Francisco Inácio vai além. Para o pesquisador da Fiocruz, a guinada que gestores públicos têm empreendido na política de saúde mental pode estar ligada a interesses privados. “Eu acho que tem um pacto com setores empresariais que andavam meio desativados. Os grandes proprietários de hospitais de saúde mental privados perderam muito com o enxugamento de leitos. Há todo interesse de que se faça uma expansão com outra clientela”. O médico usa como parâmetro manicômios como a Casa de Saúde Dr. Eiras, em Paracambi (RJ), que chegou a receber 2,5 mil internos e foi fechada em 2012: “Aquela clientela da Dr. Eiras não volta mais. Mas nada impede que você faça a mesma coisa com usuários de drogas. E o capitalismo brasileiro adora uma subvenção estatal. Se você conseguir vender a ideia de que vai resolver o problema das cracolândias através de vagas no setor privado subvencionadas pelo poder público, você encontrou o tipo de arranjo que o capitalismo brasileiro gosta.

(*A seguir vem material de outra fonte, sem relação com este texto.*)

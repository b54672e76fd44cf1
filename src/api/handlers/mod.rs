use axum::{
    extract::{Path, Query, State},
    http::StatusCode,
    response::IntoResponse,
    Json,
};
use serde::Deserialize;

use crate::budget::{BudgetInput, BudgetSummary};
use crate::catalog;
use crate::models::*;
use crate::planner::{PlanError, PlanInput, TripPlan};
use crate::store::{StoreError, TripStore};

type ApiError = (StatusCode, String);

// ============================================================
// Error Handling
// ============================================================

/// Map a store error to a response. Client mistakes are returned as-is;
/// storage failures are logged server-side and sanitized.
fn store_error(e: StoreError) -> ApiError {
    match e {
        StoreError::NotFound(_) => (StatusCode::NOT_FOUND, "Trip not found".to_string()),
        StoreError::DuplicateId(_) => {
            tracing::warn!("Validation error: {}", e);
            (StatusCode::CONFLICT, e.to_string())
        }
        StoreError::InvalidRating(_) => {
            tracing::warn!("Validation error: {}", e);
            (StatusCode::BAD_REQUEST, e.to_string())
        }
        other => {
            tracing::error!("Internal error: {}", other);
            (
                StatusCode::INTERNAL_SERVER_ERROR,
                "Internal server error".to_string(),
            )
        }
    }
}

fn plan_error(e: PlanError) -> ApiError {
    tracing::warn!("Validation error: {}", e);
    (StatusCode::BAD_REQUEST, e.to_string())
}

// ============================================================
// Health
// ============================================================

pub async fn health() -> impl IntoResponse {
    Json(serde_json::json!({ "status": "ok" }))
}

// ============================================================
// Trips
// ============================================================

pub async fn list_trips(
    State(store): State<TripStore>,
) -> Result<Json<Vec<TripRecord>>, ApiError> {
    store.try_list().map(Json).map_err(store_error)
}

pub async fn get_trip(
    State(store): State<TripStore>,
    Path(id): Path<String>,
) -> Result<Json<TripRecord>, ApiError> {
    store.try_get(&id).map(Json).map_err(store_error)
}

pub async fn create_trip(
    State(store): State<TripStore>,
    Json(record): Json<TripRecord>,
) -> Result<(StatusCode, Json<TripRecord>), ApiError> {
    let id = record.id.clone();
    let trips = store.try_save(record).map_err(store_error)?;
    saved(trips, &id)
}

pub async fn update_trip(
    State(store): State<TripStore>,
    Path(id): Path<String>,
    Json(record): Json<TripRecord>,
) -> Result<Json<TripRecord>, ApiError> {
    if record.id != id {
        return Err((
            StatusCode::BAD_REQUEST,
            "Trip id does not match path".to_string(),
        ));
    }
    let trips = store.try_update(record).map_err(store_error)?;
    trips
        .into_iter()
        .find(|t| t.id == id)
        .map(Json)
        .ok_or((StatusCode::NOT_FOUND, "Trip not found".to_string()))
}

pub async fn delete_trip(
    State(store): State<TripStore>,
    Path(id): Path<String>,
) -> Result<StatusCode, ApiError> {
    let before = store.try_list().map_err(store_error)?.len();
    let after = store.try_delete(&id).map_err(store_error)?.len();
    if after < before {
        Ok(StatusCode::NO_CONTENT)
    } else {
        Err((StatusCode::NOT_FOUND, "Trip not found".to_string()))
    }
}

pub async fn clear_trips(State(store): State<TripStore>) -> Result<StatusCode, ApiError> {
    store.try_clear().map_err(store_error)?;
    Ok(StatusCode::NO_CONTENT)
}

pub async fn set_trip_notes(
    State(store): State<TripStore>,
    Path(id): Path<String>,
    Json(input): Json<UpdateNotesInput>,
) -> Result<Json<TripRecord>, ApiError> {
    store
        .try_set_notes(&id, input.notes)
        .map(Json)
        .map_err(store_error)
}

pub async fn set_place_note(
    State(store): State<TripStore>,
    Path((id, place_id)): Path<(String, String)>,
    Json(input): Json<PlaceNoteInput>,
) -> Result<Json<TripRecord>, ApiError> {
    store
        .try_set_place_note(&id, &place_id, &input.note)
        .map(Json)
        .map_err(store_error)
}

pub async fn set_place_rating(
    State(store): State<TripStore>,
    Path((id, place_id)): Path<(String, String)>,
    Json(input): Json<PlaceRatingInput>,
) -> Result<Json<TripRecord>, ApiError> {
    store
        .try_set_place_rating(&id, &place_id, input.rating)
        .map(Json)
        .map_err(store_error)
}

fn saved(trips: Vec<TripRecord>, id: &str) -> Result<(StatusCode, Json<TripRecord>), ApiError> {
    trips
        .into_iter()
        .find(|t| t.id == id)
        .map(|t| (StatusCode::CREATED, Json(t)))
        .ok_or_else(|| store_error(StoreError::NotFound(id.to_string())))
}

// ============================================================
// Trip Builder
// ============================================================

pub async fn quote_plan(Json(input): Json<PlanInput>) -> Result<Json<BudgetSummary>, ApiError> {
    let plan = TripPlan::from_input(input).map_err(plan_error)?;
    Ok(Json(plan.summary()))
}

pub async fn create_plan(
    State(store): State<TripStore>,
    Json(input): Json<PlanInput>,
) -> Result<(StatusCode, Json<TripRecord>), ApiError> {
    let record = TripPlan::from_input(input)
        .and_then(TripPlan::into_record)
        .map_err(plan_error)?;
    let id = record.id.clone();
    let trips = store.try_save(record).map_err(store_error)?;
    saved(trips, &id)
}

pub async fn compute_budget(Json(input): Json<BudgetInput>) -> Json<BudgetSummary> {
    Json(input.summarize())
}

// ============================================================
// Catalog
// ============================================================

pub async fn list_flights() -> Json<&'static [FlightOption]> {
    Json(catalog::FLIGHTS)
}

pub async fn list_stays() -> Json<&'static [StayOption]> {
    Json(catalog::STAYS)
}

pub async fn list_itinerary() -> Json<&'static [ItinerarySlot]> {
    Json(catalog::ITINERARY)
}

#[derive(Debug, Deserialize)]
pub struct ActivitiesQuery {
    pub slot: String,
    pub stay: String,
}

pub async fn list_activities(
    Query(query): Query<ActivitiesQuery>,
) -> Json<&'static [ActivityOption]> {
    Json(catalog::activities_for(&query.slot, &query.stay))
}

#[derive(Debug, Deserialize)]
pub struct LocationsQuery {
    #[serde(default)]
    pub q: String,
}

pub async fn search_locations(Query(query): Query<LocationsQuery>) -> Json<Vec<&'static str>> {
    Json(catalog::search_locations(&query.q))
}

pub async fn home_feed() -> Json<HomeFeed> {
    Json(catalog::home_feed())
}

É uma situação de lucro sem a outra face da moeda, que é o risco. Estamos falando de uma demanda garantida, subsidiada parcial ou totalmente pelo poder público e sem nenhuma regulação. Eu acredito que essas clínicas ofereçam serviço de baixa qualidade e apostem em grandes volumes, que elas vão ter. E se juntar com a filantropia, não pagam nem imposto. Então você tem todos os bônus de uma nova onda de internações e nenhum ônus”.